ONE TAKOMA: A tax break for Takoma Park businesses?

Do strong businesses need low taxes?

IMAGE: Main Street Takoma. Photo by Seth Grimes.


Should Takoma Park eliminate its tax on business inventories? An Old Takoma business, S&A Beads, has made just that request to the city council. The council deferred the question to a future worksession, but let’s get a jump on the council and consider it now.

Let’s start with facts

The inventory tax is part of the personal property tax (PPT), paid by businesses on their furniture, equipment, computers, and inventory.

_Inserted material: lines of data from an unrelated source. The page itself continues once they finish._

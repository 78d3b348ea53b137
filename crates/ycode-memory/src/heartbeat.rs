/// Tracks the last automatic capture so heartbeats stay sparse.
#[derive(Debug, Default)]
pub(crate) struct HeartbeatState {
    last_round: Option<i64>,
    last_fingerprint: Option<String>,
}

/// Whitespace collapsed to single spaces.
pub(crate) fn compact(input: &str) -> String {
    input.split_whitespace().collect::<Vec<_>>().join(" ")
}

/// Truncate to `max_chars` characters, marking the cut with an ellipsis.
pub(crate) fn cap_chars(text: &str, max_chars: usize) -> String {
    if text.chars().count() <= max_chars {
        return text.to_string();
    }
    let mut out: String = text.chars().take(max_chars.saturating_sub(1)).collect();
    out.push('…');
    out
}

impl HeartbeatState {
    /// Decide whether `input` at `round` should be captured.
    /// Returns the fingerprint to record on success.
    pub(crate) fn admit(
        &self,
        compacted: &str,
        round: i64,
        min_chars: usize,
        cooldown: i64,
    ) -> Option<String> {
        if compacted.chars().count() < min_chars {
            return None;
        }
        if let Some(last) = self.last_round
            && round - last < cooldown
        {
            return None;
        }
        let fingerprint = compacted.to_lowercase();
        if self.last_fingerprint.as_deref() == Some(fingerprint.as_str()) {
            return None;
        }
        Some(fingerprint)
    }

    pub(crate) fn record(&mut self, round: i64, fingerprint: String) {
        self.last_round = Some(round);
        self.last_fingerprint = Some(fingerprint);
    }
}
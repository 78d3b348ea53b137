//! # ycode-mcp
//!
//! Client side of the Model Context Protocol. Each configured server is a
//! long-lived child process spoken to with newline-delimited JSON-RPC 2.0
//! over its stdin/stdout. Only the tool surface is used: `initialize`,
//! `tools/list` and `tools/call`.

pub mod client;
pub mod protocol;
pub mod provider;
pub mod transport;
pub mod types;

pub use client::McpClient;
pub use provider::McpToolProvider;
pub use transport::{McpTransport, StdioTransport};
pub use types::{McpContent, McpServerInfo, McpToolDef, McpToolResult};
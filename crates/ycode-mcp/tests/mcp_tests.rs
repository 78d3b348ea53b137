#[cfg(test)]
#[cfg(unix)]
mod tests {
    use serde_json::json;
    use std::collections::HashMap;
    use ycode_config::McpServerConfig;
    use ycode_core::{ToolCall, ToolProvider};
    use ycode_mcp::McpToolProvider;

    fn shell_server(name: &str, script: &str) -> McpServerConfig {
        McpServerConfig {
            name: name.into(),
            command: "sh".into(),
            args: vec!["-c".into(), script.into()],
            env: HashMap::new(),
            enabled: true,
        }
    }

    mod stdio {
        use super::*;

        const FAKE_SERVER: &str = r#"
read -r line
printf '%s\n' '{"jsonrpc":"2.0","id":1,"result":{"serverInfo":{"name":"fake","version":"1.0"}}}'
read -r line
read -r line
printf '%s\n' 'booting...' '{"jsonrpc":"2.0","method":"notifications/message","params":{}}' '{"jsonrpc":"2.0","id":2,"result":{"tools":[{"name":"run","description":"Run a command"}]}}'
read -r line
printf '%s\n' '{"jsonrpc":"2.0","id":3,"result":{"content":[{"type":"text","text":"hi there"}]}}'
read -r line
"#;

        #[tokio::test]
        async fn test_handshake_list_and_call() {
            let dir = tempfile_dir();
            let provider = McpToolProvider::new(shell_server("bash", FAKE_SERVER), dir);

            let tools = provider.list_tools().await.unwrap();
            assert_eq!(tools.len(), 1);
            assert_eq!(tools[0].name, "run");
            assert_eq!(tools[0].description, "Run a command");
            assert_eq!(tools[0].provider.as_deref(), Some("bash"));

            let call = ToolCall {
                id: "call_1".into(),
                tool_name: "run".into(),
                arguments: json!({"command": "echo hi there"}),
            };
            let result = provider.call(&call).await.unwrap();
            assert!(!result.is_error);
            assert_eq!(result.content, "hi there");

            provider.shutdown().await;
        }

        #[tokio::test]
        async fn test_server_that_exits_reports_closed_output() {
            let provider =
                McpToolProvider::new(shell_server("quitter", "read -r line; exit 0"), tempfile_dir());
            let err = provider.list_tools().await.unwrap_err().to_string();
            assert!(err.contains("quitter"), "{err}");
            assert!(err.contains("closed"), "{err}");
        }

        #[tokio::test]
        async fn test_missing_command_fails_to_start() {
            let mut config = shell_server("ghost", "");
            config.command = "ycode-no-such-binary-for-tests".into();
            let provider = McpToolProvider::new(config, tempfile_dir());
            let err = provider.list_tools().await.unwrap_err().to_string();
            assert!(err.contains("failed to start"), "{err}");
        }

        fn tempfile_dir() -> std::path::PathBuf {
            std::env::temp_dir()
        }
    }
}
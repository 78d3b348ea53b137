use serde::Serialize;
use std::path::{Path, PathBuf};
use ycode_core::{Result, YcodeError};

/// A skill parsed from a `SKILL.md` file.
#[derive(Debug, Clone, Serialize)]
pub struct SkillDefinition {
    pub name: String,
    /// Shown in the system prompt and the `Skill` tool description.
    pub description: String,
    pub tags: Vec<String>,
    /// Markdown after the frontmatter, with `{baseDir}` resolved.
    #[serde(skip)]
    pub body: String,
    pub file_path: PathBuf,
    /// Directory holding `SKILL.md`.
    pub base_dir: PathBuf,
}

impl SkillDefinition {
    pub fn from_file(path: &Path) -> Result<Self> {
        let content = std::fs::read_to_string(path)
            .map_err(|e| YcodeError::Skill(format!("failed to read {}: {e}", path.display())))?;
        let base_dir = path.parent().unwrap_or(Path::new(".")).to_path_buf();
        Self::parse(&content, path.to_path_buf(), base_dir)
    }

    /// Parse `SKILL.md` text. Requires a `---` frontmatter block with `name`
    /// and `description`.
    pub fn parse(content: &str, file_path: PathBuf, base_dir: PathBuf) -> Result<Self> {
        let (frontmatter, body) = split_frontmatter(content)?;

        let mut name = String::new();
        let mut description = String::new();
        let mut tags = Vec::new();
        for line in frontmatter.lines() {
            let line = line.trim();
            if line.is_empty() || line.starts_with('#') {
                continue;
            }
            let Some((key, value)) = line.split_once(':') else {
                continue;
            };
            match key.trim() {
                "name" => name = unquote(value),
                "description" => description = unquote(value),
                "tags" => {
                    tags = value
                        .trim()
                        .trim_start_matches('[')
                        .trim_end_matches(']')
                        .split(',')
                        .map(unquote)
                        .filter(|t| !t.is_empty())
                        .collect();
                }
                _ => {}
            }
        }

        if name.is_empty() {
            return Err(YcodeError::Skill(format!(
                "{}: skill name is empty",
                file_path.display()
            )));
        }
        if description.is_empty() {
            return Err(YcodeError::Skill(format!("skill '{name}' has no description")));
        }

        let body = body.replace("{baseDir}", &base_dir.to_string_lossy());
        Ok(Self {
            name,
            description,
            tags,
            body,
            file_path,
            base_dir,
        })
    }
}

fn split_frontmatter(content: &str) -> Result<(&str, &str)> {
    let trimmed = content.trim_start();
    let rest = trimmed
        .strip_prefix("---")
        .ok_or_else(|| YcodeError::Skill("SKILL.md must start with a --- frontmatter block".into()))?;
    let end = rest
        .find("\n---")
        .ok_or_else(|| YcodeError::Skill("SKILL.md: missing closing --- for frontmatter".into()))?;
    let frontmatter = &rest[..end];
    let body = rest[end + 4..].trim_start_matches('-');
    Ok((frontmatter.trim(), body.trim()))
}

fn unquote(s: &str) -> String {
    let s = s.trim();
    let quoted = s.len() >= 2
        && ((s.starts_with('"') && s.ends_with('"')) || (s.starts_with('\'') && s.ends_with('\'')));
    if quoted {
        s[1..s.len() - 1].to_string()
    } else {
        s.to_string()
    }
}
/// Returns true for models that require `max_completion_tokens` instead of `max_tokens`.
fn uses_max_completion_tokens(model: &str) -> bool {
    let m = model.to_lowercase();
    m.starts_with("o1")
        || m.starts_with("o3")
        || m.starts_with("o4")
        || m.contains("gpt-5")
        || m.contains("gpt5")
}

/// Tool call arguments arrive as a JSON string. Blank means no arguments; text
/// that does not parse is passed through so the tool can report it.
fn parse_arguments(raw: &str) -> Value {
    if raw.trim().is_empty() {
        return json!({});
    }
    serde_json::from_str(raw).unwrap_or_else(|e| {
        warn!(error = %e, "tool call arguments are not valid JSON");
        Value::String(raw.to_string())
    })
}

#[derive(Debug, Default)]
struct PartialCall {
    id: String,
    name: String,
    arguments: String,
}

/// Accumulates server-sent events into stream chunks.
///
/// Text is forwarded as it arrives; tool call fragments are assembled by index
/// and released in index order once the stream finishes.
#[derive(Debug, Default)]
pub(crate) struct SseState {
    buffer: String,
    tool_calls: BTreeMap<u64, PartialCall>,
    usage: Usage,
    finish_reason: Option<String>,
    finished: bool,
}

impl SseState {
    pub(crate) fn push(&mut self, bytes: &[u8]) -> Vec<StreamChunk> {
        self.buffer.push_str(&String::from_utf8_lossy(bytes));
        let mut out = Vec::new();
        while let Some(pos) = self.buffer.find('\n') {
            let line: String = self.buffer.drain(..=pos).collect();
            let line = line.trim();
            if line.is_empty() || line.starts_with(':') {
                continue;
            }
            let Some(data) = line.strip_prefix("data:") else {
                continue;
            };
            let data = data.trim();
            if data == "[DONE]" {
                out.extend(self.finish());
                break;
            }
            match serde_json::from_str::<Value>(data) {
                Ok(event) => self.apply(&event, &mut out),
                Err(e) => debug!(error = %e, "skipping unparseable stream event"),
            }
        }
        out
    }

    fn apply(&mut self, event: &Value, out: &mut Vec<StreamChunk>) {
        if let Some(message) = event["error"]["message"].as_str() {
            out.push(StreamChunk::Error(message.to_string()));
            self.finished = true;
            return;
        }
        let choice = &event["choices"][0];
        let delta = &choice["delta"];
        if let Some(text) = delta["content"].as_str()
            && !text.is_empty()
        {
            out.push(StreamChunk::TextDelta(text.to_string()));
        }
        if let Some(calls) = delta["tool_calls"].as_array() {
            for tc in calls {
                let idx = tc["index"].as_u64().unwrap_or(0);
                let entry = self.tool_calls.entry(idx).or_default();
                if let Some(id) = tc["id"].as_str() {
                    entry.id = id.to_string();
                }
                if let Some(name) = tc["function"]["name"].as_str() {
                    entry.name.push_str(name);
                }
                if let Some(args) = tc["function"]["arguments"].as_str() {
                    entry.arguments.push_str(args);
                }
            }
        }
        if let Some(reason) = choice["finish_reason"].as_str() {
            self.finish_reason = Some(reason.to_string());
        }
        let usage = &event["usage"];
        if let Some(pt) = usage["prompt_tokens"].as_u64() {
            self.usage.input_tokens = pt as u32;
        }
        if let Some(ct) = usage["completion_tokens"].as_u64() {
            self.usage.output_tokens = ct as u32;
        }
    }

    /// Flush assembled tool calls, usage and the stop reason. Idempotent.
    pub(crate) fn finish(&mut self) -> Vec<StreamChunk> {
        if self.finished {
            return Vec::new();
        }
        self.finished = true;
        let calls = std::mem::take(&mut self.tool_calls);
        let has_tool_calls = !calls.is_empty();
        let mut out: Vec<StreamChunk> = calls
            .into_values()
            .map(|c| {
                StreamChunk::ToolCall(ToolCall {
                    id: c.id,
                    tool_name: c.name,
                    arguments: parse_arguments(&c.arguments),
                })
            })
            .collect();
        out.push(StreamChunk::Usage(self.usage.clone()));
        out.push(StreamChunk::Done(StopReason::from_finish_reason(
            self.finish_reason.as_deref(),
            has_tool_calls,
        )));
        out
    }
}
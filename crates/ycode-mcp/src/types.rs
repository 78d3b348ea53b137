//! MCP payload types for the tool surface.

use serde::{Deserialize, Serialize};
use serde_json::Value;

/// A tool as advertised by `tools/list`.
#[derive(Debug, Clone, Serialize, Deserialize)]
pub struct McpToolDef {
    pub name: String,
    #[serde(default, skip_serializing_if = "Option::is_none")]
    pub description: Option<String>,
    #[serde(default, rename = "inputSchema")]
    pub input_schema: Value,
}

/// One content block of a `tools/call` result.
#[derive(Debug, Clone, Serialize, Deserialize)]
#[serde(tag = "type", rename_all = "lowercase")]
pub enum McpContent {
    Text {
        text: String,
    },
    Image {
        data: String,
        #[serde(rename = "mimeType")]
        mime_type: String,
    },
    Resource {
        resource: Value,
    },
}

#[derive(Debug, Clone, Serialize, Deserialize)]
#[serde(rename_all = "camelCase")]
pub struct McpToolResult {
    #[serde(default)]
    pub content: Vec<McpContent>,
    #[serde(default)]
    pub is_error: bool,
}

impl McpToolResult {
    /// Text blocks joined by newlines. Non-text blocks become a short placeholder.
    pub fn text(&self) -> String {
        self.content
            .iter()
            .map(|c| match c {
                McpContent::Text { text } => text.clone(),
                McpContent::Image { mime_type, .. } => format!("[image {mime_type}]"),
                McpContent::Resource { resource } => resource["text"]
                    .as_str()
                    .map(str::to_string)
                    .unwrap_or_else(|| "[resource]".into()),
            })
            .collect::<Vec<_>>()
            .join("\n")
    }
}

/// What the server reported during `initialize`.
#[derive(Debug, Clone, Default, Serialize, Deserialize)]
pub struct McpServerInfo {
    pub name: String,
    #[serde(default, skip_serializing_if = "Option::is_none")]
    pub version: Option<String>,
    #[serde(default, skip_serializing_if = "Option::is_none")]
    pub instructions: Option<String>,
}
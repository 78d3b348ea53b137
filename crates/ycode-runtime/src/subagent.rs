//! Isolated nested conversations for focused subtasks.

use std::path::PathBuf;
use std::sync::{Arc, Weak};
use std::time::Instant;
use tracing::{info, warn};
use uuid::Uuid;
use ycode_core::{ConversationEvent, Event, EventBus, Message, Result, Role, Tool, YcodeError};
use ycode_llm::LlmProvider;

use crate::conversation::{Conversation, ConversationSettings};
use crate::registry::ToolRegistry;
use crate::tools::TASK;

/// Expands to the shell-control tool family.
pub const BASH_ALIAS: &str = "bash";
pub const SHELL_FAMILY: [&str; 4] = ["run", "run_background", "kill_background", "list_background"];

pub const EMPTY_RESULT: &str = "(subagent returned no text)";

#[derive(Debug, Clone, Copy, PartialEq, Eq)]
pub enum ToolScope {
    /// Every registered tool except `Task`.
    All,
    /// Tool names, or the `bash` alias.
    Only(&'static [&'static str]),
}

#[derive(Debug, Clone, Copy)]
pub struct AgentProfile {
    pub name: &'static str,
    pub description: &'static str,
    pub instructions: &'static str,
    pub scope: ToolScope,
}

impl AgentProfile {
    pub fn allows(&self, tool: &Tool) -> bool {
        match self.scope {
            ToolScope::All => tool.name != TASK,
            ToolScope::Only(names) => names.iter().any(|n| {
                if *n == BASH_ALIAS {
                    SHELL_FAMILY.contains(&tool.name.as_str())
                } else {
                    tool.name == *n
                }
            }),
        }
    }
}

const PROFILES: [AgentProfile; 3] = [
    AgentProfile {
        name: "explore",
        description: "Read-only agent for exploring code, finding files, searching",
        instructions: "You are an exploration agent. Search and analyze, but never modify files. Return a concise summary.",
        scope: ToolScope::Only(&[BASH_ALIAS, "read_file"]),
    },
    AgentProfile {
        name: "code",
        description: "Full agent for implementing features and fixing bugs",
        instructions: "You are a coding agent. Implement the requested changes efficiently.",
        scope: ToolScope::All,
    },
    AgentProfile {
        name: "plan",
        description: "Planning agent for designing implementation strategies",
        instructions: "You are a planning agent. Analyze the codebase and output a numbered implementation plan. Do NOT make changes.",
        scope: ToolScope::Only(&[BASH_ALIAS, "read_file"]),
    },
];

/// The fixed set of subagent types.
pub struct AgentProfiles;

impl AgentProfiles {
    pub fn all() -> &'static [AgentProfile] {
        &PROFILES
    }

    pub fn get(name: &str) -> Option<&'static AgentProfile> {
        PROFILES.iter().find(|p| p.name == name)
    }

    pub fn names() -> Vec<&'static str> {
        PROFILES.iter().map(|p| p.name).collect()
    }

    /// `- name: description`, one line per profile.
    pub fn description() -> String {
        PROFILES
            .iter()
            .map(|p| format!("- {}: {}", p.name, p.description))
            .collect::<Vec<_>>()
            .join("\n")
    }
}

/// Runs subagents against the shared tool registry.
///
/// Holds the registry weakly: the registry owns the `Task` tool, which owns this.
pub struct SubagentOrchestrator {
    registry: Weak<ToolRegistry>,
    provider: Arc<dyn LlmProvider>,
    settings: ConversationSettings,
    workdir: PathBuf,
    events: Option<EventBus>,
}

impl SubagentOrchestrator {
    pub fn new(
        registry: &Arc<ToolRegistry>,
        provider: Arc<dyn LlmProvider>,
        settings: ConversationSettings,
        workdir: PathBuf,
    ) -> Self {
        Self {
            registry: Arc::downgrade(registry),
            provider,
            settings,
            workdir,
            events: None,
        }
    }

    pub fn with_events(mut self, events: EventBus) -> Self {
        self.events = Some(events);
        self
    }

    pub fn system_prompt(&self, profile: &AgentProfile) -> String {
        format!(
            "You are a {} subagent operating INSIDE the user's repository at {}.\n\n{}\n\nComplete the task and return a clear, concise summary.",
            profile.name,
            self.workdir.display(),
            profile.instructions
        )
    }

    /// Run `prompt` in a fresh conversation and return its transcript.
    ///
    /// Failures inside the nested run are logged; whatever text arrived
    /// before the failure is still returned.
    pub async fn run_task(&self, description: &str, prompt: &str, agent_type: &str) -> Result<String> {
        let profile = AgentProfiles::get(agent_type).ok_or_else(|| {
            YcodeError::validation(format!("Agent type '{agent_type}' is not supported."))
        })?;
        let registry = self.registry.upgrade().ok_or_else(|| YcodeError::ToolExecution {
            tool: TASK.into(),
            reason: "tool registry is no longer available".into(),
        })?;
        let tools = registry.get_tools_where(|t| profile.allows(t)).await;

        let session_id = Uuid::new_v4();
        let mut conversation = Conversation::new(
            Arc::clone(&self.provider),
            tools,
            self.system_prompt(profile),
            self.settings.clone(),
        )
        .with_session_id(session_id);
        if let Some(events) = &self.events {
            conversation = conversation.with_events(events.clone());
        }

        info!(agent_type, description, tools = conversation.tools().len(), "subagent started");
        self.publish(Event::SubagentStarted {
            session_id,
            agent_type: agent_type.to_string(),
            description: description.to_string(),
        });

        let start = Instant::now();
        let mut transcript = String::new();
        let mut tools_used = 0usize;
        let mut failed = false;
        let mut events = conversation.stream(vec![Message::text(session_id, Role::User, prompt)]);

        while let Some(event) = events.recv().await {
            match event {
                Ok(ConversationEvent::TextDelta { text }) => transcript.push_str(&text),
                Ok(ConversationEvent::ToolCall { .. }) => {}
                Ok(ConversationEvent::ToolResult { result }) => {
                    transcript.push_str(&format!(
                        "<previous_tool_use id='{}'>{}</previous_tool_use>",
                        result.tool_call_id, result.content
                    ));
                    tools_used += 1;
                    let elapsed_secs = start.elapsed().as_secs_f64();
                    info!(agent_type, tools_used, elapsed_secs, "subagent progress");
                    self.publish(Event::SubagentProgress {
                        session_id,
                        tools_used,
                        elapsed_secs,
                    });
                }
                Err(e) => {
                    warn!(agent_type, error = %e, "subagent run failed");
                    failed = true;
                    break;
                }
            }
        }

        info!(
            agent_type,
            tools_used,
            elapsed_secs = start.elapsed().as_secs_f64(),
            "subagent finished"
        );
        self.publish(Event::SubagentFinished {
            session_id,
            chars: transcript.len(),
            failed,
        });

        if transcript.trim().is_empty() {
            Ok(EMPTY_RESULT.to_string())
        } else {
            Ok(transcript)
        }
    }

    fn publish(&self, event: Event) {
        if let Some(events) = &self.events {
            events.publish(event);
        }
    }
}

#[cfg(test)]
mod tests {
    use super::*;
    use serde_json::json;

    fn tool(name: &str) -> Tool {
        Tool::new(name, "", json!({}))
    }

    #[test]
    fn bash_alias_expands_to_shell_family() {
        let explore = AgentProfiles::get("explore").unwrap();
        assert!(explore.allows(&tool("run")));
        assert!(explore.allows(&tool("kill_background")));
        assert!(explore.allows(&tool("read_file")));
        assert!(!explore.allows(&tool("write_file")));
        assert!(!explore.allows(&tool("bash")));
    }

    #[test]
    fn code_gets_everything_but_task() {
        let code = AgentProfiles::get("code").unwrap();
        assert!(code.allows(&tool("write_file")));
        assert!(code.allows(&tool("MemoryWriter")));
        assert!(!code.allows(&tool(TASK)));
    }

    #[test]
    fn profile_descriptions() {
        let text = AgentProfiles::description();
        assert!(text.starts_with("- explore: Read-only agent"));
        assert_eq!(text.lines().count(), 3);
        assert!(AgentProfiles::get("review").is_none());
    }
}
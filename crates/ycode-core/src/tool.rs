use async_trait::async_trait;
use serde::{Deserialize, Serialize};
use serde_json::Value;

/// Description of a tool that can be called by the agent.
#[derive(Debug, Clone, PartialEq, Serialize, Deserialize)]
pub struct Tool {
    /// Unique name, e.g. "read_file", "TodoWriter", "run".
    pub name: String,
    /// Human-readable description for the LLM.
    pub description: String,
    /// JSON Schema of the parameters object.
    pub parameters: Value,
    /// Whether this tool only observes state (safe to run concurrently).
    #[serde(default)]
    pub is_read_only: bool,
    /// Disabled tools are dropped when the registry is built.
    #[serde(default = "default_enabled")]
    pub is_enabled: bool,
    /// Which tool group provides this tool (None = built-in).
    #[serde(default)]
    pub provider: Option<String>,
}

fn default_enabled() -> bool {
    true
}

impl Tool {
    pub fn new(name: impl Into<String>, description: impl Into<String>, parameters: Value) -> Self {
        Self {
            name: name.into(),
            description: description.into(),
            parameters,
            is_read_only: false,
            is_enabled: true,
            provider: None,
        }
    }

    pub fn read_only(mut self) -> Self {
        self.is_read_only = true;
        self
    }

    pub fn disabled(mut self) -> Self {
        self.is_enabled = false;
        self
    }

    pub fn with_provider(mut self, provider: impl Into<String>) -> Self {
        self.provider = Some(provider.into());
        self
    }
}

/// A request from the LLM to call a tool.
#[derive(Debug, Clone, PartialEq, Serialize, Deserialize)]
pub struct ToolCall {
    pub id: String,
    pub tool_name: String,
    pub arguments: Value,
}

/// The result of executing a tool call.
#[derive(Debug, Clone, PartialEq, Serialize, Deserialize)]
pub struct ToolResult {
    pub tool_call_id: String,
    pub content: String,
    pub is_error: bool,
    /// Optional structured data returned alongside the text.
    #[serde(default, skip_serializing_if = "Option::is_none")]
    pub data: Option<Value>,
}

impl ToolResult {
    pub fn text(tool_call_id: impl Into<String>, content: impl Into<String>) -> Self {
        Self {
            tool_call_id: tool_call_id.into(),
            content: content.into(),
            is_error: false,
            data: None,
        }
    }

    pub fn error(tool_call_id: impl Into<String>, content: impl Into<String>) -> Self {
        Self {
            tool_call_id: tool_call_id.into(),
            content: content.into(),
            is_error: true,
            data: None,
        }
    }

    pub fn with_data(mut self, data: Value) -> Self {
        self.data = Some(data);
        self
    }
}

/// Trait implemented by anything that can execute tool calls.
#[async_trait]
pub trait ToolExecutor: Send + Sync {
    /// Execute a single tool call and return the result.
    async fn execute(&self, call: &ToolCall) -> crate::Result<ToolResult>;
}

/// A named group of tools hosted outside the process, such as a child tool server.
#[async_trait]
pub trait ToolProvider: Send + Sync {
    /// Group name, e.g. "bash".
    fn name(&self) -> &str;

    /// Descriptors of every tool the group advertises.
    async fn list_tools(&self) -> crate::Result<Vec<Tool>>;

    /// Call one of the advertised tools.
    async fn call(&self, call: &ToolCall) -> crate::Result<ToolResult>;
}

All companies that operate in Takoma Park must pay PPTs on their equipment and inventories, if any, that are located here in Takoma Park. That includes companies incorporated outside Maryland — Walgreens, Aldi, Advance Auto Parts, and Starbucks, for example — and incorporated home businesses. Businesses, including my own consulting company, must file annual returns with the Maryland Department of Assessments and Taxation.

PPTs are the only city tax levied directly on every incorporated city business.

I mined PPT data from the Montgomery County Personal Property Tax Web site — business PPT assessments and bills are public records — and count 557 fiscal year 2016 (FY16) payers.

Of the 557, 180 businesses paid inventory taxes in FY16. Their inventory taxes contributed an estimated $152,323 to the city’s general fund. That’s about 39% of the total FY16 business PPT liability, $387,521 by my calculation if you exclude PPTs paid by public utilities.

Focusing on the inventory tax, five Takoma Park businesses paid inventory tax of over $5,000 in the current fiscal year:

  • Advance Auto Parts: $24,419
  • US Medical Innovations (at Carroll and Eastern Avenues): $14,333
  • Walgreens, $13,439
  • RS Legacy Corporation (Radioshack): $5,611
  • TPSS Co-op: $5,547.61

One more fact – If the city eliminates or reduces the inventory tax, the council will have to either cut programs or make up the revenue through other means.

Where does the money go?

Business property taxes — PPTs and real property taxes paid by commercial real-estate owners — funds city operations and programs that benefit the businesses and their patrons and employees: police, roads and sidewalks, parks, street lights and street cleaning, and so on. They fund city business and economic development activities including the city’s annual subsidies to the Old Takoma Business Association (OTBA) and the Takoma-Langley Crossroads Development Authority (CDA).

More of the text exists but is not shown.